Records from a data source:
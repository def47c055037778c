//! 受信行の分類
//!
//! 境界マーカーの判定をフレームのパースより先に行う。

use crate::error::FrameError;
use crate::frame::Frame;
use crate::parser::{trim_line_terminators, FrameParser, Parsed};

/// 受信した 1 行の分類結果
#[derive(Debug, Clone, Copy, PartialEq, Eq)]
pub enum Line {
    /// シーケンス境界マーカー（送信側の再開）
    Boundary,
    /// Load / Rotate フレーム
    Frame(Frame),
    /// フレームではない行
    NotAFrame,
}

impl Line {
    /// 行を分類する
    ///
    /// `marker` を部分文字列として含む行は、フレームの形をしていても境界マーカーとして扱う。
    /// 空の `marker` はどの行にも一致しない。
    ///
    /// # エラー
    /// フレームの形をしているが壊れている行は [`FrameParser::parse`] のエラーをそのまま返す。
    pub fn classify(raw: &str, marker: &str) -> Result<Line, FrameError> {
        if !marker.is_empty() && trim_line_terminators(raw).contains(marker) {
            return Ok(Line::Boundary);
        }

        Ok(match FrameParser::parse(raw)? {
            Parsed::Frame(frame) => Line::Frame(frame),
            Parsed::NotAFrame => Line::NotAFrame,
        })
    }
}

#[cfg(test)]
mod tests {
    use super::*;
    use crate::BOUNDARY_MARKER;

    #[test]
    fn test_boundary_marker_substring() {
        assert_eq!(
            Line::classify("REINICIANDO SECUENCIA", BOUNDARY_MARKER),
            Ok(Line::Boundary)
        );
        assert_eq!(
            Line::classify("--- REINICIANDO SECUENCIA ---\r\n", BOUNDARY_MARKER),
            Ok(Line::Boundary)
        );
    }

    #[test]
    fn test_boundary_is_case_sensitive() {
        assert_eq!(
            Line::classify("reiniciando secuencia", BOUNDARY_MARKER),
            Ok(Line::NotAFrame)
        );
    }

    #[test]
    fn test_boundary_wins_over_frame_shape() {
        assert_eq!(
            Line::classify("L,REINICIANDO SECUENCIA", BOUNDARY_MARKER),
            Ok(Line::Boundary)
        );
    }

    #[test]
    fn test_frames_and_filler_pass_through() {
        assert_eq!(Line::classify("L,H", BOUNDARY_MARKER), Ok(Line::Frame(Frame::Load('H'))));
        assert_eq!(Line::classify("M,-3", BOUNDARY_MARKER), Ok(Line::Frame(Frame::Rotate(-3))));
        assert_eq!(Line::classify("----", BOUNDARY_MARKER), Ok(Line::NotAFrame));
    }

    #[test]
    fn test_errors_are_propagated() {
        assert!(matches!(
            Line::classify("L", BOUNDARY_MARKER),
            Err(FrameError::MalformedLoadFrame { .. })
        ));
    }

    #[test]
    fn test_custom_and_empty_marker() {
        assert_eq!(Line::classify("## RESET ##", "RESET"), Ok(Line::Boundary));
        assert_eq!(Line::classify("", ""), Ok(Line::NotAFrame));
        assert_eq!(Line::classify("L,A", ""), Ok(Line::Frame(Frame::Load('A'))));
    }
}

Exercise | Each record must be transcribed exactly, with nothing left out.

Task result |
repository def47c055037778c
//! 受信行の分類
//!
//! 境界マーカーの判定をフレームのパースより先に行う。

use crate::error::FrameError;
use crate::frame::Frame;
use crate::parser::{trim_line_terminators, FrameParser, Parsed};

/// 受信した 1 行の分類結果
#[derive(Debug, Clone, Copy, PartialEq, Eq)]
pub enum Line {
    /// シーケンス境界マーカー（送信側の再開）
    Boundary,
    /// Load / Rotate フレーム
    Frame(Frame),
    /// フレームではない行
    NotAFrame,
}

impl Line {
    /// 行を分類する
    ///
    /// `marker` を部分文字列として含む行は、フレームの形をしていても境界マーカーとして扱う。
    /// 空の `marker` はどの行にも一致しない。
    ///
    /// # エラー
    /// フレームの形をしているが壊れている行は [`FrameParser::parse`] のエラーをそのまま返す。
    pub fn classify(raw: &str, marker: &str) -> Result<Line, FrameError> {
        if !marker.is_empty() && trim_line_terminators(raw).contains(marker) {
            return Ok(Line::Boundary);
        }

        Ok(match FrameParser::parse(raw)? {
            Parsed::Frame(frame) => Line::Frame(frame),
            Parsed::NotAFrame => Line::NotAFrame,
        })
    }
}

#[cfg(test)]
mod tests {
    use super::*;
    use crate::BOUNDARY_MARKER;

    #[test]
    fn test_boundary_marker_substring() {
        assert_eq!(
            Line::classify("REINICIANDO SECUENCIA", BOUNDARY_MARKER),
            Ok(Line::Boundary)
        );
        assert_eq!(
            Line::classify("--- REINICIANDO SECUENCIA ---\r\n", BOUNDARY_MARKER),
            Ok(Line::Boundary)
        );
    }

    #[test]
    fn test_boundary_is_case_sensitive() {
        assert_eq!(
            Line::classify("reiniciando secuencia", BOUNDARY_MARKER),
            Ok(Line::NotAFrame)
        );
    }

    #[test]
    fn test_boundary_wins_over_frame_shape() {
        assert_eq!(
            Line::classify("L,REINICIANDO SECUENCIA", BOUNDARY_MARKER),
            Ok(Line::Boundary)
        );
    }

    #[test]
    fn test_frames_and_filler_pass_through() {
        assert_eq!(Line::classify("L,H", BOUNDARY_MARKER), Ok(Line::Frame(Frame::Load('H'))));
        assert_eq!(Line::classify("M,-3", BOUNDARY_MARKER), Ok(Line::Frame(Frame::Rotate(-3))));
        assert_eq!(Line::classify("----", BOUNDARY_MARKER), Ok(Line::NotAFrame));
    }

    #[test]
    fn test_errors_are_propagated() {
        assert!(matches!(
            Line::classify("L", BOUNDARY_MARKER),
            Err(FrameError::MalformedLoadFrame { .. })
        ));
    }

    #[test]
    fn test_custom_and_empty_marker() {
        assert_eq!(Line::classify("## RESET ##", "RESET"), Ok(Line::Boundary));
        assert_eq!(Line::classify("", ""), Ok(Line::NotAFrame));
        assert_eq!(Line::classify("L,A", ""), Ok(Line::Frame(Frame::Load('A'))));
    }
}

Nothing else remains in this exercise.